**What you need to do**
Look through the entries below and report every line that has "store".

**Dataset excerpts**
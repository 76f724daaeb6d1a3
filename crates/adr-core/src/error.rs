use std::path::PathBuf;
use thiserror::Error;

#[derive(Debug, Error)]
pub enum AdrError {
    #[error("store not initialized at {}: run 'adr init'", .0.display())]
    NotInitialized(PathBuf),

    #[error("record not found: {0:04}")]
    RecordNotFound(u32),

    #[error("title must not be empty")]
    EmptyTitle,

    #[error("status 'Superseded' requires the number of the superseding record")]
    MissingSupersededBy,

    #[error("superseding record not found: {0:04}")]
    SupersededByNotFound(u32),

    #[error("record {0:04} has no '## Status' section")]
    MissingStatusSection(u32),

    #[error("could not claim a record number after {0} attempts: the store is being written to concurrently, try again")]
    CreateContention(u32),

    #[error(transparent)]
    Io(#[from] std::io::Error),
}

pub type Result<T> = std::result::Result<T, AdrError>;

**Answer to this problem**
    #[error("store not initialized at {}: run 'adr init'", .0.display())]
    #[error("could not claim a record number after {0} attempts: the store is being written to concurrently, try again")]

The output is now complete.